Executives speak the language of numbers. With success often defined by profit and loss, the numbers motivate and determine focus. But what happens when executives begin drowning in figures and data? Large-scale change efforts can get lost in the noise, leading to exhaustion and burnout.

In these situations, meaningful data — not more data — is what is needed. We must measure only what matters: the results that reflect the organization’s current strategy and purpose.

In her book, Prove It! How to Create a High-Performance Culture and Measurable Success, management consultant Stacey Barr outlines some common fallacies in measuring organizational performance. Though such measurements should be evidence of success in turning intangibles into realities, she writes that most measures only deliver:

  • The easy stuff: where data is readily available. 
  • The traditional stuff: what we've always measured. 
  • The obvious stuff: the resources we use, the effort we put in, and the widgets we produce. 
  • The popular stuff: The measures that everyone in our industry seems to be measuring.

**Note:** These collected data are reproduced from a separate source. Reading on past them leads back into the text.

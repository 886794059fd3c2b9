//! Fixed call count scenarios and their text rendering.

use crate::models::State;
use crate::savings;
use std::fmt::{self, Display, Formatter};

/// The call counts savings are estimated for.
pub const SCENARIOS: [u64; 3] = [100_000, 5_000_000, 100_000_000];

/// Savings for one call count, derived from the shared state on every
/// construction.
#[derive(Clone, Copy, Debug, PartialEq)]
pub struct Scenario {
    pub calls: u64,
    pub usd_saved: Option<f64>,
    pub hours_of_work: Option<f64>,
}

impl Scenario {
    pub fn new(calls: u64, state: &State) -> Self {
        let usd_saved = savings::total_usd_saved(
            state.market.gas_price,
            state.market.eth_usd_rate,
            state.inputs.gas_amount,
            calls,
        );
        let hours_of_work = savings::hours_of_work_saved(usd_saved, state.inputs.hourly_salary);
        Scenario {
            calls,
            usd_saved,
            hours_of_work,
        }
    }

    /// One scenario per entry of `SCENARIOS`.
    pub fn all(state: &State) -> Vec<Scenario> {
        SCENARIOS
            .iter()
            .map(|calls| Scenario::new(*calls, state))
            .collect()
    }
}

impl Display for Scenario {
    fn fmt(&self, f: &mut Formatter) -> fmt::Result {
        writeln!(f, "For {} calls", format_number(self.calls as f64))?;
        if let Some(usd_saved) = self.usd_saved {
            writeln!(f, "${} saved", format_number(usd_saved))?;
        }
        if let Some(hours_of_work) = self.hours_of_work {
            writeln!(f, "under {}h of work", format_number(hours_of_work))?;
        }
        Ok(())
    }
}

/// Floors the number and groups the digits of the integer part by thousands.
pub fn format_number(value: f64) -> String {
    // Saturates for values outside of the `i128` range, NaN becomes 0.
    let floored = value.floor() as i128;
    let digits = floored.unsigned_abs().to_string();

    let mut grouped = String::with_capacity(digits.len() + digits.len() / 3 + 1);
    if floored < 0 {
        grouped.push('-');
    }
    for (i, digit) in digits.chars().enumerate() {
        if i > 0 && (digits.len() - i) % 3 == 0 {
            grouped.push(',');
        }
        grouped.push(digit);
    }
    grouped
}

#[cfg(test)]
mod tests {
    use super::*;
    use crate::inputs::{GasAmount, HourlySalary, Inputs};
    use crate::models::{EthUsdRate, GasPrice, MarketData};

    fn state(gas_price: Option<f64>, eth_usd_rate: Option<f64>) -> State {
        State {
            market: MarketData {
                gas_price: gas_price.map(GasPrice),
                eth_usd_rate: eth_usd_rate.map(EthUsdRate),
            },
            inputs: Inputs::default(),
        }
    }

    #[test]
    fn formats_numbers_with_thousands_separators() {
        assert_eq!(format_number(0.0), "0");
        assert_eq!(format_number(6.0), "6");
        assert_eq!(format_number(999.99), "999");
        assert_eq!(format_number(1000.0), "1,000");
        assert_eq!(format_number(5_999.999), "5,999");
        assert_eq!(format_number(100_000.0), "100,000");
        assert_eq!(format_number(5_000_000.0), "5,000,000");
        assert_eq!(format_number(123_456_789.5), "123,456,789");
        assert_eq!(format_number(-1234.5), "-1,235");
    }

    #[test]
    fn renders_small_scenario() {
        let scenario = Scenario::new(100_000, &state(Some(30.0), Some(2000.0)));
        assert_eq!(
            scenario.to_string(),
            "For 100,000 calls\n$6 saved\nunder 0h of work\n"
        );
    }

    #[test]
    fn renders_large_scenario() {
        let scenario = Scenario::new(100_000_000, &state(Some(30.0), Some(2000.0)));
        assert_eq!(
            scenario.to_string(),
            "For 100,000,000 calls\n$6,000 saved\nunder 120h of work\n"
        );
    }

    #[test]
    fn renders_only_the_heading_without_gas_price() {
        let state = state(None, Some(2000.0));
        for scenario in Scenario::all(&state) {
            assert_eq!(scenario.usd_saved, None);
            assert_eq!(scenario.hours_of_work, None);
        }
        let rendered: Vec<_> = Scenario::all(&state)
            .iter()
            .map(ToString::to_string)
            .collect();
        assert_eq!(
            rendered,
            vec![
                "For 100,000 calls\n",
                "For 5,000,000 calls\n",
                "For 100,000,000 calls\n",
            ]
        );
    }

    #[test]
    fn input_changes_reach_every_scenario() {
        let mut state = state(Some(30.0), Some(2000.0));
        state.inputs.set_gas_amount("-5");
        state.inputs.hourly_salary = HourlySalary::new(25.0);
        assert_eq!(state.inputs.gas_amount, GasAmount::new(1));

        let scenarios = Scenario::all(&state);
        assert_eq!(
            scenarios.iter().map(|s| s.calls).collect::<Vec<_>>(),
            SCENARIOS.to_vec()
        );
        assert_eq!(scenarios[2].usd_saved, Some(6000.0));
        assert_eq!(scenarios[2].hours_of_work, Some(240.0));

        state.inputs.set_gas_amount("2");
        let doubled = Scenario::all(&state);
        for (before, after) in scenarios.iter().zip(&doubled) {
            assert_eq!(after.usd_saved, before.usd_saved.map(|usd| usd * 2.0));
        }
    }
}
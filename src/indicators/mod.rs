// =============================================================================
// Technical Indicators Module
// =============================================================================
//
// Pure, side-effect-free implementations over complete price histories
// (oldest first). Insufficient data is never an error: every series function
// returns an empty result and every `current_*` reader returns `None`.
//
//   trend       sma, ema
//   momentum    rsi, macd, kdj, williams_r, cci
//   volatility  bollinger
//   volume      vwap
//
// Simple windowed outputs are index-aligned: output `i` belongs to input
// `i + period - 1` (see `stats::source_index`).

pub mod stats;

pub mod ema;
pub mod sma;

pub mod cci;
pub mod kdj;
pub mod macd;
pub mod rsi;
pub mod williams_r;

pub mod bollinger;

pub mod vwap;

pub use bollinger::{calculate_bollinger, BollingerBands};
pub use cci::{calculate_cci, current_cci, typical_price};
pub use ema::{calculate_ema, current_ema};
pub use kdj::{calculate_kdj, calculate_kdj_default, calculate_rsv, KdjSeries};
pub use macd::{calculate_macd, calculate_macd_default, MacdSeries};
pub use rsi::{calculate_rsi, current_rsi, rsi_zone};
pub use sma::{calculate_sma, current_sma};
pub use stats::source_index;
pub use vwap::{calculate_vwap, current_vwap};
pub use williams_r::{calculate_williams_r, current_williams_r};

What we don't measure well — or at all — is results. We don't measure the outcomes, impacts, effects, results and benefits, return on investment (ROI), or the difference our organization is making. We focus too much on measuring what we do, not the results of what we do.

It’s Not a Question of Smarts

Executives are smart people. So are scientists. Though it is always dangerous to generalize, these groups tend to approach data in different ways.

Scientists don’t assume an experiment has worked until evidence — data — is collected to validate or invalidate the initial hypothesis.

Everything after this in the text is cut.